EXHIBIT 2.1
AGREEMENT AND PLAN OF MERGER
OF APHTON CORPORATION,
A DELAWARE CORPORATION,
AND
APHTON CORPORATION,
A CALIFORNIA CORPORATION
THIS AGREEMENT AND PLAN OF MERGER, dated as of January 29, 1998 (the
"Agreement"), is between Aphton Corporation, a Delaware corporation ("Aphton
Delaware"), and Aphton Corporation, a California corporation ("Aphton
California"). Aphton Delaware and Aphton California are sometimes referred to
herein as the "Constituent Corporations."
RECITALS
A. Aphton Delaware is a corporation duly organized and existing under
the laws of the State of Delaware and has an authorized capital of 32,000,000
shares, $.001 par value, of which 30,000,000 shares are designated "Common
Stock" and 2,000,000 shares are designated "Preferred Stock." As of January 27,
1998, 1,000 shares of Common Stock were issued and outstanding, all of which are
held by Aphton California, and no shares of Preferred Stock were issued and
outstanding.
B. Aphton California is a corporation duly organized and existing
under the laws of the State of California and has an authorized capital of
20,000,000 shares, no par value, all of which are designated "Common Stock." As
of January 27, 1998, 14,187,217 shares of Common Stock were issued and
outstanding.
C. The Board of Directors of Aphton California has determined that,
for the purpose of effecting the reincorporation of Aphton California in the
State of Delaware, it is advisable and in the best interests of Aphton
California and its shareholders that Aphton California merge with and into
Aphton Delaware upon the terms and conditions herein provided.

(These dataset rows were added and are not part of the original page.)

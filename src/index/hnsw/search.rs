//! `search_layer` beam search, the greedy single-nearest descent used
//! through the upper layers, and the top-level query path (spec.md §4.5
//! "`search_layer`" and "Search").

use super::{HnswIndex, HnswInner, NodeId};
use crate::config::SearchParams;
use crate::distance::DistanceMetric;
use crate::record::SearchResultItem;

use rustc_hash::FxHashSet;
use std::cmp::Reverse;
use std::collections::BinaryHeap;

#[derive(Clone, Copy)]
struct Scored {
    distance: f32,
    node: NodeId,
}

impl PartialEq for Scored {
    fn eq(&self, other: &Self) -> bool {
        self.distance == other.distance
    }
}
impl Eq for Scored {}
impl PartialOrd for Scored {
    fn partial_cmp(&self, other: &Self) -> Option<std::cmp::Ordering> {
        Some(self.cmp(other))
    }
}
impl Ord for Scored {
    fn cmp(&self, other: &Self) -> std::cmp::Ordering {
        self.distance.total_cmp(&other.distance)
    }
}

/// A single-nearest greedy walk at each layer from `from_layer` down to
/// `to_layer` (inclusive), refining the current nearest node at every
/// step. Used to descend the upper layers before the beam search at the
/// target insertion/search layer takes over.
///
/// Returns `(nearest_node, nodes_scored)`.
pub(super) fn greedy_descend(
    inner: &HnswInner,
    query: &[f32],
    start: NodeId,
    from_layer: usize,
    to_layer: usize,
    metric: DistanceMetric,
) -> (NodeId, usize) {
    let mut current = start;
    let mut scored = 0usize;
    if from_layer < to_layer {
        return (current, scored);
    }
    for lc in (to_layer..=from_layer).rev() {
        loop {
            let Some(node) = inner.nodes[current].as_ref() else { break };
            let mut best = current;
            let mut best_dist = metric.calculate(query, &node.vector);
            scored += 1;
            if lc >= node.neighbors.len() {
                break;
            }
            let mut improved = false;
            for &neighbor in &node.neighbors[lc] {
                let Some(n) = inner.nodes[neighbor].as_ref() else { continue };
                let d = metric.calculate(query, &n.vector);
                scored += 1;
                if d < best_dist {
                    best_dist = d;
                    best = neighbor;
                    improved = true;
                }
            }
            current = best;
            if !improved {
                break;
            }
        }
    }
    (current, scored)
}

/// Beam search at a single layer: maintains a min-heap of candidates to
/// visit and a max-heap of the best `ef` results seen so far, expanding
/// through each visited node's neighbor list at layer `lc` until no
/// unvisited candidate could improve the result set.
///
/// Returns `(results_sorted_ascending, nodes_scored)`.
pub(super) fn search_layer(
    inner: &HnswInner,
    query: &[f32],
    entry_points: &[NodeId],
    ef: usize,
    lc: usize,
    metric: DistanceMetric,
) -> (Vec<NodeId>, usize) {
    let mut visited: FxHashSet<NodeId> = FxHashSet::default();
    let mut candidates: BinaryHeap<Reverse<Scored>> = BinaryHeap::new();
    let mut results: BinaryHeap<Scored> = BinaryHeap::new();

    for &ep in entry_points {
        let Some(node) = inner.nodes[ep].as_ref() else { continue };
        if !visited.insert(ep) {
            continue;
        }
        let d = metric.calculate(query, &node.vector);
        candidates.push(Reverse(Scored { distance: d, node: ep }));
        results.push(Scored { distance: d, node: ep });
    }

    while let Some(Reverse(current)) = candidates.pop() {
        if results.len() >= ef {
            if let Some(farthest) = results.peek() {
                if current.distance > farthest.distance {
                    break;
                }
            }
        }
        let Some(node) = inner.nodes[current.node].as_ref() else { continue };
        if lc >= node.neighbors.len() {
            continue;
        }
        for &neighbor in &node.neighbors[lc] {
            if !visited.insert(neighbor) {
                continue;
            }
            let Some(n) = inner.nodes[neighbor].as_ref() else { continue };
            let d = metric.calculate(query, &n.vector);
            let should_push = results.len() < ef || results.peek().is_some_and(|f| d < f.distance);
            if should_push {
                candidates.push(Reverse(Scored { distance: d, node: neighbor }));
                results.push(Scored { distance: d, node: neighbor });
                if results.len() > ef {
                    results.pop();
                }
            }
        }
    }

    let scored = visited.len();
    let sorted = results.into_sorted_vec();
    (sorted.into_iter().map(|s| s.node).collect(), scored)
}

impl HnswIndex {
    /// Greedy-descends from the entry point through the upper layers,
    /// then runs a beam search at layer 0 with `ef = max(ef_search, k)`.
    /// Applies `params`'s filter to the final candidate set (filtered
    /// entries are discarded without refill; recall can degrade under a
    /// selective filter, per spec.md §4.5 and the "do not reimplement as
    /// filter-aware traversal" design note).
    ///
    /// Returns an empty result if the graph is empty or `query`'s length
    /// does not match the configured dimension.
    #[must_use]
    pub fn search(&self, query: &[f32], k: usize, params: &SearchParams) -> (Vec<SearchResultItem>, u64) {
        if query.len() != self.dimension {
            return (Vec::new(), 0);
        }
        let inner = self.inner.read();
        let Some(entry_point) = inner.entry_point else {
            return (Vec::new(), 0);
        };
        let entry_layer = inner.entry_point_layer;

        let (current, descend_scored) = if entry_layer >= 1 {
            greedy_descend(&inner, query, entry_point, entry_layer, 1, self.metric)
        } else {
            (entry_point, 0)
        };

        let ef = params.ef_search.unwrap_or(self.ef_search).max(k);
        let (candidates, layer0_scored) = search_layer(&inner, query, &[current], ef, 0, self.metric);

        let mut items: Vec<SearchResultItem> = Vec::with_capacity(candidates.len());
        for node_idx in candidates {
            let Some(node) = inner.nodes[node_idx].as_ref() else { continue };
            if !params.passes(node.id) {
                continue;
            }
            let distance = self.metric.calculate(query, &node.vector);
            items.push(SearchResultItem { id: node.id, distance });
        }
        items.sort_by(|a, b| a.distance.total_cmp(&b.distance));
        items.truncate(k);

        (items, (descend_scored + layer0_scored) as u64)
    }
}
//! Property-based coverage via `proptest`, modeled on the teacher's
//! `proptest_tests` module (`index/hnsw/index_tests.rs`): small, focused
//! properties over randomly generated dimensions/vectors rather than
//! fixed example data.

use proptest::prelude::*;

use lynx::{
    calculate_distance, Config, Database, DistanceMetric, IndexType, SearchParams, VectorRecord,
};

fn vector_strategy(dim: usize) -> impl Strategy<Value = Vec<f32>> {
    proptest::collection::vec(-100.0f32..100.0, dim)
}

proptest! {
    #![proptest_config(ProptestConfig::with_cases(64))]

    /// L2 and Cosine distance are symmetric under argument swap, for any
    /// pair of equal-length vectors.
    #[test]
    fn prop_distance_is_symmetric(a in vector_strategy(8), b in vector_strategy(8)) {
        for metric in [DistanceMetric::L2, DistanceMetric::Cosine, DistanceMetric::DotProduct] {
            let ab = calculate_distance(&a, &b, metric);
            let ba = calculate_distance(&b, &a, metric);
            prop_assert!((ab - ba).abs() < 1e-3, "{metric:?} not symmetric: {ab} vs {ba}");
        }
    }

    /// L2 distance between a vector and itself is zero.
    #[test]
    fn prop_l2_distance_to_self_is_zero(v in vector_strategy(16)) {
        let d = calculate_distance(&v, &v, DistanceMetric::L2);
        prop_assert!(d.abs() < 1e-2, "L2 self-distance should be ~0, got {d}");
    }

    /// A `FlatIndex`-backed database's `search` never returns more than
    /// `k` items, for any `k` and any randomly sized population.
    #[test]
    fn prop_flat_search_returns_at_most_k(
        vectors in proptest::collection::vec(vector_strategy(8), 1usize..=40),
        k in 1usize..=20,
    ) {
        let config = Config::builder(8).index_type(IndexType::Flat).distance_metric(DistanceMetric::L2).build();
        let db = Database::create(config).unwrap();
        for (id, vector) in vectors.iter().enumerate() {
            db.insert(VectorRecord::new(id as u64, vector.clone())).unwrap();
        }

        let query = vec![0.0f32; 8];
        let result = db.search(&query, k, &SearchParams::none());
        prop_assert!(result.items.len() <= k);
        prop_assert!(result.items.len() <= vectors.len());
    }

    /// `size()` always equals the number of records successfully
    /// inserted minus those successfully removed, for an arbitrary
    /// interleaving of inserts and removes over a small id space.
    #[test]
    fn prop_size_tracks_successful_inserts_and_removes(
        ops in proptest::collection::vec((0u64..10, any::<bool>()), 1usize..=60),
    ) {
        let config = Config::builder(4).index_type(IndexType::Flat).build();
        let db = Database::create(config).unwrap();
        let mut expected = std::collections::HashSet::new();

        for (id, is_insert) in ops {
            if is_insert {
                if db.insert(VectorRecord::new(id, vec![id as f32; 4])).is_ok() {
                    expected.insert(id);
                }
            } else if db.remove(id).is_ok() {
                expected.remove(&id);
            }
        }

        prop_assert_eq!(db.size(), expected.len());
        for id in &expected {
            prop_assert!(db.contains(*id));
        }
    }

    /// `FlatIndex` serialize/deserialize round-trips every stored vector
    /// bit-for-bit, for an arbitrary population.
    #[test]
    fn prop_flat_serialize_round_trip_preserves_every_vector(
        vectors in proptest::collection::vec(vector_strategy(6), 0usize..=30),
    ) {
        use lynx::index::flat::FlatIndex;

        let index = FlatIndex::new(6, DistanceMetric::L2);
        for (id, vector) in vectors.iter().enumerate() {
            index.add(id as u64, vector).unwrap();
        }

        let bytes = index.serialize().unwrap();
        let restored = FlatIndex::deserialize(&bytes).unwrap();

        prop_assert_eq!(restored.size(), vectors.len());
        for (id, vector) in vectors.iter().enumerate() {
            prop_assert_eq!(restored.vector_for(id as u64), Some(vector.clone()));
        }
    }

    /// K-means never returns more centroids than requested, and never
    /// more than the number of input vectors.
    #[test]
    fn prop_kmeans_centroid_count_is_bounded(
        vectors in proptest::collection::vec(vector_strategy(4), 1usize..=50),
        k in 1usize..=20,
    ) {
        use lynx::kmeans::{train, KMeansConfig};

        let config = KMeansConfig { random_seed: Some(1), ..Default::default() };
        let centroids = train(&vectors, k, DistanceMetric::L2, &config);
        prop_assert!(centroids.len() <= k);
        prop_assert!(centroids.len() <= vectors.len());
        for centroid in &centroids {
            prop_assert_eq!(centroid.len(), 4);
        }
    }
}
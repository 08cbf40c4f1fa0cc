//! Bounded append log used by the non-blocking maintenance protocol
//! (spec.md §4.7): while `optimize_index` clones and rebuilds the active
//! index, concurrent writes are appended here instead of (or in addition
//! to) applied to the live index, then replayed against the rebuilt clone
//! before the atomic swap.
//!
//! This is a maintenance replay buffer, not a durability mechanism —
//! nothing here survives a process restart, and that's by design (§9
//! Non-goals excludes crash durability).

use parking_lot::Mutex;
use std::sync::atomic::{AtomicBool, Ordering};

/// Hard cap on log length. Once reached, `append` returns `false` and
/// the in-progress `optimize_index` aborts maintenance.
pub const MAX_ENTRIES: usize = 100_000;

/// Soft cap checked before replay. Exceeding it aborts the maintenance
/// pass with [`crate::Error::Busy`] rather than replaying an
/// unreasonably large backlog.
pub const WARN_THRESHOLD: usize = 50_000;

/// The write operation a [`LogEntry`] records.
#[derive(Debug, Clone, Copy, PartialEq, Eq)]
pub enum LogOp {
    /// A record was inserted.
    Insert,
    /// A record was removed.
    Remove,
}

/// One recorded write, in the order it was applied to the live index.
///
/// Order is semantically significant: `Insert(5,A); Remove(5); Insert(5,B)`
/// must replay as written, not collapse to `Insert(5,B)` — an optimization
/// that reordered or deduplicated entries by id would silently resurrect
/// vectors that were meant to be gone.
#[derive(Debug, Clone)]
pub struct LogEntry {
    /// Which operation this entry records.
    pub op: LogOp,
    /// The affected record's id.
    pub id: u64,
    /// The inserted vector. `None` for `Remove` entries.
    pub vector: Option<Vec<f32>>,
}

impl LogEntry {
    /// Builds an `Insert` entry.
    #[must_use]
    pub fn insert(id: u64, vector: Vec<f32>) -> Self {
        Self { op: LogOp::Insert, id, vector: Some(vector) }
    }

    /// Builds a `Remove` entry.
    #[must_use]
    pub fn remove(id: u64) -> Self {
        Self { op: LogOp::Remove, id, vector: None }
    }
}

/// An ordered, bounded record of writes applied to the live index while
/// maintenance logging is enabled.
pub struct WriteLog {
    enabled: AtomicBool,
    entries: Mutex<Vec<LogEntry>>,
}

impl Default for WriteLog {
    fn default() -> Self {
        Self::new()
    }
}

impl WriteLog {
    /// Creates an empty, disabled log.
    #[must_use]
    pub fn new() -> Self {
        Self { enabled: AtomicBool::new(false), entries: Mutex::new(Vec::new()) }
    }

    /// Whether logging is currently enabled. Uses acquire ordering so a
    /// writer that observes `true` here is guaranteed to see every
    /// append the maintenance thread will eventually replay.
    #[must_use]
    pub fn is_enabled(&self) -> bool {
        self.enabled.load(Ordering::Acquire)
    }

    /// Enables logging (release-store).
    pub fn enable(&self) {
        self.enabled.store(true, Ordering::Release);
    }

    /// Disables logging (release-store) without clearing entries —
    /// callers that want a clean slate call [`WriteLog::clear`]
    /// explicitly.
    pub fn disable(&self) {
        self.enabled.store(false, Ordering::Release);
    }

    /// Appends `entry`. Returns `false` without appending if the log is
    /// already at [`MAX_ENTRIES`] — the hard cap that aborts an
    /// in-progress maintenance pass.
    pub fn append(&self, entry: LogEntry) -> bool {
        let mut entries = self.entries.lock();
        if entries.len() >= MAX_ENTRIES {
            return false;
        }
        entries.push(entry);
        true
    }

    /// Current entry count.
    #[must_use]
    pub fn len(&self) -> usize {
        self.entries.lock().len()
    }

    /// Whether the log is empty.
    #[must_use]
    pub fn is_empty(&self) -> bool {
        self.len() == 0
    }

    /// Whether the log has crossed [`WARN_THRESHOLD`].
    #[must_use]
    pub fn over_warn_threshold(&self) -> bool {
        self.len() > WARN_THRESHOLD
    }

    /// Removes and returns every entry, in order, leaving the log empty.
    pub fn drain(&self) -> Vec<LogEntry> {
        std::mem::take(&mut self.entries.lock())
    }

    /// Discards every entry without returning them.
    pub fn clear(&self) {
        self.entries.lock().clear();
    }
}
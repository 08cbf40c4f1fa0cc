//! Insertion algorithm (spec.md §4.5 "Insertion algorithm").

use super::neighbors::{add_bidirectional_connection, select_neighbors};
use super::search::{greedy_descend, search_layer};
use super::{random_level, HnswIndex, HnswInner, Node, NodeId};
use crate::error::{Error, Result};

impl HnswIndex {
    /// Inserts `vector` under `id`.
    ///
    /// # Errors
    ///
    /// Returns [`Error::InvalidState`] if `id` is already present.
    pub fn add(&self, id: u64, vector: &[f32]) -> Result<()> {
        let mut inner = self.inner.write();
        if inner.id_to_node.contains_key(&id) {
            return Err(Error::InvalidState(format!("id {id} already present")));
        }
        self.insert_locked(&mut inner, id, vector.to_vec());
        Ok(())
    }

    /// Core insertion, assuming the caller already holds the write lock
    /// and has checked `id` is not already present. Shared by `add`,
    /// `build`, and `optimize_graph`, which all need to perform several
    /// insertions under a single lock acquisition.
    pub(super) fn insert_locked(&self, inner: &mut HnswInner, id: u64, vector: Vec<f32>) {
        let level = random_level(&inner.rng, self.ml);
        let node_idx: NodeId = inner.nodes.len();
        inner.nodes.push(Some(Node { id, vector: vector.clone(), max_layer: level, neighbors: vec![Vec::new(); level + 1] }));
        inner.id_to_node.insert(id, node_idx);

        let Some(entry_point) = inner.entry_point else {
            inner.entry_point = Some(node_idx);
            inner.entry_point_layer = level;
            return;
        };
        let entry_layer = inner.entry_point_layer;

        let mut current = entry_point;
        if entry_layer > level {
            current = greedy_descend(inner, &vector, entry_point, entry_layer, level + 1, self.metric).0;
        }

        let mut entry_points = vec![current];
        let top_layer = level.min(entry_layer);
        for lc in (0..=top_layer).rev() {
            let (candidates, _) = search_layer(inner, &vector, &entry_points, self.ef_construction, lc, self.metric);
            let cap = if lc == 0 { self.m_max0 } else { self.m_max };
            let selected = select_neighbors(inner, &vector, &candidates, cap, self.metric);

            for &neighbor in &selected {
                add_bidirectional_connection(inner, node_idx, neighbor, lc, cap, self.metric);
            }
            entry_points = candidates;
        }

        if level > entry_layer {
            inner.entry_point = Some(node_idx);
            inner.entry_point_layer = level;
        }
    }
}
//! End-to-end scenarios straight out of the spec's testable-properties list:
//! each function here is one named scenario, driven only through the public
//! `Database` surface (no internal types), the way `tests/e2e_complete.rs`
//! drives the teacher crate through its `Collection` surface.

use std::collections::HashSet;

use lynx::{Config, Database, DistanceMetric, HnswConfig, IndexType, IvfConfig, SearchParams, VectorRecord};
use rand::rngs::StdRng;
use rand::{Rng, SeedableRng};
use tempfile::tempdir;

fn random_vector(rng: &mut StdRng, dim: usize) -> Vec<f32> {
    (0..dim).map(|_| rng.gen_range(-1.0f32..1.0)).collect()
}

fn flat_ground_truth(vectors: &[(u64, Vec<f32>)], query: &[f32], k: usize) -> Vec<u64> {
    let mut scored: Vec<(u64, f32)> =
        vectors.iter().map(|(id, v)| (*id, lynx::calculate_distance(query, v, DistanceMetric::Cosine))).collect();
    scored.sort_by(|a, b| a.1.total_cmp(&b.1));
    scored.truncate(k);
    scored.into_iter().map(|(id, _)| id).collect()
}

fn recall_at_k(retrieved: &[u64], ground_truth: &[u64]) -> f64 {
    if ground_truth.is_empty() {
        return 1.0;
    }
    let truth: HashSet<u64> = ground_truth.iter().copied().collect();
    let hits = retrieved.iter().filter(|id| truth.contains(id)).count();
    hits as f64 / ground_truth.len() as f64
}

/// Scenario A — Flat exact search.
#[test]
fn scenario_a_flat_exact_search() {
    let config = Config::builder(4).index_type(IndexType::Flat).distance_metric(DistanceMetric::L2).build();
    let db = Database::create(config).unwrap();

    db.insert(VectorRecord::new(1, vec![0.0, 0.0, 0.0, 0.0])).unwrap();
    db.insert(VectorRecord::new(2, vec![1.0, 0.0, 0.0, 0.0])).unwrap();
    db.insert(VectorRecord::new(3, vec![0.0, 1.0, 0.0, 0.0])).unwrap();
    db.insert(VectorRecord::new(4, vec![2.0, 0.0, 0.0, 0.0])).unwrap();

    let result = db.search(&[0.1, 0.0, 0.0, 0.0], 2, &SearchParams::none());
    assert_eq!(result.items.len(), 2);
    assert_eq!(result.items[0].id, 1);
    assert!((result.items[0].distance - 0.1).abs() < 1e-5);
    assert_eq!(result.items[1].id, 2);
    assert!((result.items[1].distance - 0.9).abs() < 1e-5);
}

/// Scenario B — HNSW recall against brute-force ground truth, averaged
/// over 100 random queries.
#[test]
fn scenario_b_hnsw_recall_is_at_least_95_percent() {
    let dim = 128;
    let mut rng = StdRng::seed_from_u64(42);

    let config = Config::builder(dim)
        .index_type(IndexType::Hnsw)
        .distance_metric(DistanceMetric::Cosine)
        .hnsw(HnswConfig { m: 16, ef_construction: 200, ef_search: 200, max_elements: 1_000_000, random_seed: Some(42) })
        .build();
    let db = Database::create(config).unwrap();

    let mut all_vectors = Vec::with_capacity(1000);
    for id in 0..1000u64 {
        let vector = random_vector(&mut rng, dim);
        db.insert(VectorRecord::new(id, vector.clone())).unwrap();
        all_vectors.push((id, vector));
    }

    let mut recalls = Vec::with_capacity(100);
    for _ in 0..100 {
        let query = random_vector(&mut rng, dim);
        let ground_truth = flat_ground_truth(&all_vectors, &query, 10);
        let result = db.search(&query, 10, &SearchParams::none());
        let retrieved: Vec<u64> = result.items.iter().map(|item| item.id).collect();
        recalls.push(recall_at_k(&retrieved, &ground_truth));
    }

    let mean_recall = recalls.iter().sum::<f64>() / recalls.len() as f64;
    assert!(mean_recall >= 0.95, "mean recall@10 was {mean_recall}, expected >= 0.95");
}

/// Scenario C — IVF recall rises monotonically with `n_probe`, reaching
/// exact-search parity once every cluster is probed.
#[test]
fn scenario_c_ivf_n_probe_sweep_improves_recall() {
    let dim = 64;
    let mut rng = StdRng::seed_from_u64(7);

    let config = Config::builder(dim)
        .index_type(IndexType::Ivf)
        .distance_metric(DistanceMetric::Cosine)
        .ivf(IvfConfig { n_clusters: 32, n_probe: 10 })
        .build();
    let db = Database::create(config).unwrap();

    let mut all_vectors = Vec::with_capacity(5000);
    let mut batch = Vec::with_capacity(5000);
    for id in 0..5000u64 {
        let vector = random_vector(&mut rng, dim);
        all_vectors.push((id, vector.clone()));
        batch.push(VectorRecord::new(id, vector));
    }
    db.batch_insert(&batch).unwrap();

    let queries: Vec<Vec<f32>> = (0..50).map(|_| random_vector(&mut rng, dim)).collect();

    let mean_recall_at = |n_probe: usize| -> f64 {
        let params = SearchParams::none().with_n_probe(n_probe);
        let recalls: Vec<f64> = queries
            .iter()
            .map(|query| {
                let ground_truth = flat_ground_truth(&all_vectors, query, 10);
                let result = db.search(query, 10, &params);
                let retrieved: Vec<u64> = result.items.iter().map(|item| item.id).collect();
                recall_at_k(&retrieved, &ground_truth)
            })
            .collect();
        recalls.iter().sum::<f64>() / recalls.len() as f64
    };

    let recall_p1 = mean_recall_at(1);
    let recall_p8 = mean_recall_at(8);
    let recall_p32 = mean_recall_at(32);

    assert!(recall_p1 >= 0.60, "n_probe=1 recall {recall_p1} below 0.60 floor");
    assert!(recall_p8 >= 0.90, "n_probe=8 recall {recall_p8} below 0.90 floor");
    assert!(recall_p32 >= recall_p8, "recall should rise monotonically with n_probe");
    assert!((recall_p32 - 1.0).abs() < 1e-9, "n_probe=32 (all clusters) should equal exact search");
}

/// Scenario D — duplicate id rejection.
#[test]
fn scenario_d_duplicate_rejection_keeps_first_insert() {
    let config = Config::builder(2).index_type(IndexType::Flat).build();
    let db = Database::create(config).unwrap();

    db.insert(VectorRecord::new(7, vec![1.0, 1.0])).unwrap();
    let err = db.insert(VectorRecord::new(7, vec![2.0, 2.0])).unwrap_err();
    assert!(matches!(err, lynx::Error::InvalidParameter(_)));
    assert_eq!(db.get(7).unwrap().vector, vec![1.0, 1.0]);
}

/// Scenario E — batch insert is all-or-nothing on a dimension mismatch
/// partway through the batch.
#[test]
fn scenario_e_batch_atomicity_on_dimension_mismatch() {
    let dim = 4;
    let config = Config::builder(dim).index_type(IndexType::Flat).build();
    let db = Database::create(config).unwrap();

    db.insert(VectorRecord::new(1, vec![0.0; dim])).unwrap();
    db.insert(VectorRecord::new(2, vec![0.0; dim])).unwrap();

    let batch = vec![
        VectorRecord::new(3, vec![0.0; dim]),
        VectorRecord::new(4, vec![0.0; dim + 1]),
        VectorRecord::new(5, vec![0.0; dim]),
    ];
    let err = db.batch_insert(&batch).unwrap_err();
    assert!(matches!(err, lynx::Error::DimensionMismatch { .. }));
    assert_eq!(db.size(), 2);
    assert!(!db.contains(3));
    assert!(!db.contains(5));
}

/// Scenario F — save/load round trip preserves size, metadata, and exact
/// search results for a Flat index.
#[test]
fn scenario_f_save_load_round_trip() {
    let dir = tempdir().unwrap();
    let mut config = Config::builder(4).index_type(IndexType::Flat).build();
    config.data_path = dir.path().to_string_lossy().into_owned();

    let db = Database::create(config.clone()).unwrap();
    for i in 0..100u64 {
        let metadata = format!("rec_{i}").into_bytes();
        db.insert(VectorRecord::with_metadata(i, vec![i as f32, 0.0, 0.0, 0.0], metadata)).unwrap();
    }
    db.save().unwrap();

    let reloaded = Database::create(config).unwrap();
    reloaded.load().unwrap();

    assert_eq!(reloaded.size(), 100);
    for i in 0..100u64 {
        assert!(reloaded.contains(i));
        assert_eq!(reloaded.get(i).unwrap().metadata, Some(format!("rec_{i}").into_bytes()));
    }
    let result = reloaded.search(&[42.0, 0.0, 0.0, 0.0], 1, &SearchParams::none());
    assert_eq!(result.items[0].id, 42);
}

D. The respective Boards of Directors and shareholders of Aphton
Delaware and Aphton California have approved this Agreement and the respective
Boards of Directors have directed that this Agreement be executed by the
undersigned officers.
NOW, THEREFORE, in consideration of the mutual agreements and
covenants set forth herein, Aphton Delaware and Aphton California hereby agree,
subject to the terms and conditions hereinafter set forth, as follows:
I
MERGER
1.1 Merger. In accordance with the provisions of this Agreement, the
Delaware General Corporation Law and the California Corporations Code, Aphton
California shall be merged with and into Aphton Delaware (the "Merger"), the
separate existence of Aphton California shall cease and Aphton Delaware shall
survive the Merger and shall continue to be governed by the laws of the State of
Delaware, and Aphton Delaware shall be, and is herein sometimes referred to as,
the "Surviving Corporation," and the name of the Surviving Corporation shall be
Aphton Corporation.
1.2 Filing and Effectiveness. The Merger shall become effective when
the following actions shall have been completed:
(a) All of the conditions precedent to the consummation of the Merger
specified in this Agreement shall have been satisfied or duly waived by the
party entitled to satisfaction thereof;
(b) An executed and acknowledged counterpart of this Agreement or
certificate of merger meeting the requirements of the Delaware General
Corporation Law shall have been filed with the Secretary of State of the
State of Delaware; and
(c) An executed counterpart of this Agreement or certificate of merger
meeting the requirements of the California Corporations Code shall have been
submitted to the Secretary of State of the State of California.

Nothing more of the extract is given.